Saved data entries
►
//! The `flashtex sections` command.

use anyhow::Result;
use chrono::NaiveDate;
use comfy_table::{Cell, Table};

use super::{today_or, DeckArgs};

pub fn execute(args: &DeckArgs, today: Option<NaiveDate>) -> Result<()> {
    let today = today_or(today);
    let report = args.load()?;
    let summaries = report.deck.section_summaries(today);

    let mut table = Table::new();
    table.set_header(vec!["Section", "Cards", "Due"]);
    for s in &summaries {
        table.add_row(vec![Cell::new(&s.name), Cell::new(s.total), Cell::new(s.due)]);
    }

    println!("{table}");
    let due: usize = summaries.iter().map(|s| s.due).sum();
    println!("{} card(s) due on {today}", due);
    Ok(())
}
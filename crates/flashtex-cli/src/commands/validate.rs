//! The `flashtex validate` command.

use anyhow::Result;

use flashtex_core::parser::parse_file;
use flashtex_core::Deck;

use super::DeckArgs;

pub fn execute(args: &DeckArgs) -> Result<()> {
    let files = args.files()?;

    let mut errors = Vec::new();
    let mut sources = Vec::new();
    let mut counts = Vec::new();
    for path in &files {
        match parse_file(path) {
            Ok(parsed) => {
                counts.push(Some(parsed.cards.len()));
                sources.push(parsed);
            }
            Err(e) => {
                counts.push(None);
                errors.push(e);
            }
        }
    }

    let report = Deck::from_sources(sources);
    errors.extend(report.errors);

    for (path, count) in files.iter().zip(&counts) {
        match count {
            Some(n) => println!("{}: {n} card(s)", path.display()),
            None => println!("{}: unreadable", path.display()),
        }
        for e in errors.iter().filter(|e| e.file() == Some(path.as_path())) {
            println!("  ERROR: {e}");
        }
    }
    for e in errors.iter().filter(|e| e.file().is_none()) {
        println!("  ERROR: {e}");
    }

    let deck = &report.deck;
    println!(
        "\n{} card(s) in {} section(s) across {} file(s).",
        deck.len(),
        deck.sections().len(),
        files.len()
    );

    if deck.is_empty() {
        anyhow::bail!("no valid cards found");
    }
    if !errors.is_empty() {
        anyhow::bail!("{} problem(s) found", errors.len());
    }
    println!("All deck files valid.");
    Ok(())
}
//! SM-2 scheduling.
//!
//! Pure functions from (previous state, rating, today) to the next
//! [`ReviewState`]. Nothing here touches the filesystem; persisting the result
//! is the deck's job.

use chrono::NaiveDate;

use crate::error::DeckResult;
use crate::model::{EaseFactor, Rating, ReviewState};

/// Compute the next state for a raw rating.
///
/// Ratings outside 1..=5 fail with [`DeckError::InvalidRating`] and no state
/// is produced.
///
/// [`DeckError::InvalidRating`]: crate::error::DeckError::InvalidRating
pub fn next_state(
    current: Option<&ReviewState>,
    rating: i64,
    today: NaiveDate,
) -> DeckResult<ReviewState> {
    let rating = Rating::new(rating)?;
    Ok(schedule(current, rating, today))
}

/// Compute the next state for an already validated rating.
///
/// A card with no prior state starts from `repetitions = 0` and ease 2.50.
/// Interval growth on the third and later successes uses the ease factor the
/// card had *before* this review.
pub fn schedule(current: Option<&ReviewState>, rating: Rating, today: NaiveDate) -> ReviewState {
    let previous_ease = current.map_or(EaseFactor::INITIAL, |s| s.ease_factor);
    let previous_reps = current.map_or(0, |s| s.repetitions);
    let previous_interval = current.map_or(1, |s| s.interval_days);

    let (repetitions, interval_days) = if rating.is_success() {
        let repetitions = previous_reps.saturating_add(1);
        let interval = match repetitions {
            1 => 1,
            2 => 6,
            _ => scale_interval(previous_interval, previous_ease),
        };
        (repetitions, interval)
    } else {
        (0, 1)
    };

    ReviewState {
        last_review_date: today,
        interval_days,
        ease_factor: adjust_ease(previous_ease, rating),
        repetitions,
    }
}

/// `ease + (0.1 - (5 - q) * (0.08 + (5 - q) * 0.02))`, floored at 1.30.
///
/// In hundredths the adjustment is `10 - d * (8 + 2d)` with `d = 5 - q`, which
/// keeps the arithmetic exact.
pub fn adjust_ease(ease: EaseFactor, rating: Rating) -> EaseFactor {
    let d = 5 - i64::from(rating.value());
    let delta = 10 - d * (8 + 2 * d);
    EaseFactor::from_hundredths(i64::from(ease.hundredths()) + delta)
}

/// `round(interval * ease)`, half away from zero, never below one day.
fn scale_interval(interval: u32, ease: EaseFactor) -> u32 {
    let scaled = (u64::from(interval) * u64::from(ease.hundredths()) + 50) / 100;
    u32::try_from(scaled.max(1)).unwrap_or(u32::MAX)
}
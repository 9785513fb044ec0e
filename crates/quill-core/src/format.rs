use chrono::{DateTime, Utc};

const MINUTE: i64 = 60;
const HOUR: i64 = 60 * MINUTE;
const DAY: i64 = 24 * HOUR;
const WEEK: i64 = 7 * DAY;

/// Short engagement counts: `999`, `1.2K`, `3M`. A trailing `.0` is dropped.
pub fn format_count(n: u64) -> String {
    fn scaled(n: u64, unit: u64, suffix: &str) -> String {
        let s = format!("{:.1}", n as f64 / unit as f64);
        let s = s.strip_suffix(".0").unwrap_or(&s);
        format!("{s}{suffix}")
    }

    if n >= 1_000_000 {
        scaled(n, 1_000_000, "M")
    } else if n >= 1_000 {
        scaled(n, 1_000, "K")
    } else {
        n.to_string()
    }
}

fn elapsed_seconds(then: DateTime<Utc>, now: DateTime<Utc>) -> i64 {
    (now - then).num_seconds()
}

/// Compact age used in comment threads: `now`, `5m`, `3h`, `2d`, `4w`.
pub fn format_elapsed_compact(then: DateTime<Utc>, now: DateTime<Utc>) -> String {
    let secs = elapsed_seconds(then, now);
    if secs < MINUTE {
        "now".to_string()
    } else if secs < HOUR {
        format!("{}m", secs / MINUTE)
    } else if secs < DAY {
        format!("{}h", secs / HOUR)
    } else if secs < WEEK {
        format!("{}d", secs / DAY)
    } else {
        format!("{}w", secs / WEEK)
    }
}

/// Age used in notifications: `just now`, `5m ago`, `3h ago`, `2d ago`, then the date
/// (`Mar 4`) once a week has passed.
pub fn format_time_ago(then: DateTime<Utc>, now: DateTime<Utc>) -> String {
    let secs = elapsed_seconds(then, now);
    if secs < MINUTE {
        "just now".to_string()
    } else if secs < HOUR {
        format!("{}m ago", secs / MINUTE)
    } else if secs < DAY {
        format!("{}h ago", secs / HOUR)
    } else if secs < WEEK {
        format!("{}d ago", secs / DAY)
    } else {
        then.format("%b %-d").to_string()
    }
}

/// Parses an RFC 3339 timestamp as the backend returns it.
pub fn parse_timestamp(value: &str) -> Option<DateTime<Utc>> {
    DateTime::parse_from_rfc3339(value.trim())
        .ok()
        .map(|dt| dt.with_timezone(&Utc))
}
◄
◆ About this task
The entries above hold the needed span. Transcribe exactly the lines from the one with "In hundredths the" to the one with "fn scale_interval(interval: u32, ease: EaseFactor)", both included.

◆ Your response
/// In hundredths the adjustment is `10 - d * (8 + 2d)` with `d = 5 - q`, which
/// keeps the arithmetic exact.
pub fn adjust_ease(ease: EaseFactor, rating: Rating) -> EaseFactor {
    let d = 5 - i64::from(rating.value());
    let delta = 10 - d * (8 + 2 * d);
    EaseFactor::from_hundredths(i64::from(ease.hundredths()) + delta)
}

/// `round(interval * ease)`, half away from zero, never below one day.
fn scale_interval(interval: u32, ease: EaseFactor) -> u32 {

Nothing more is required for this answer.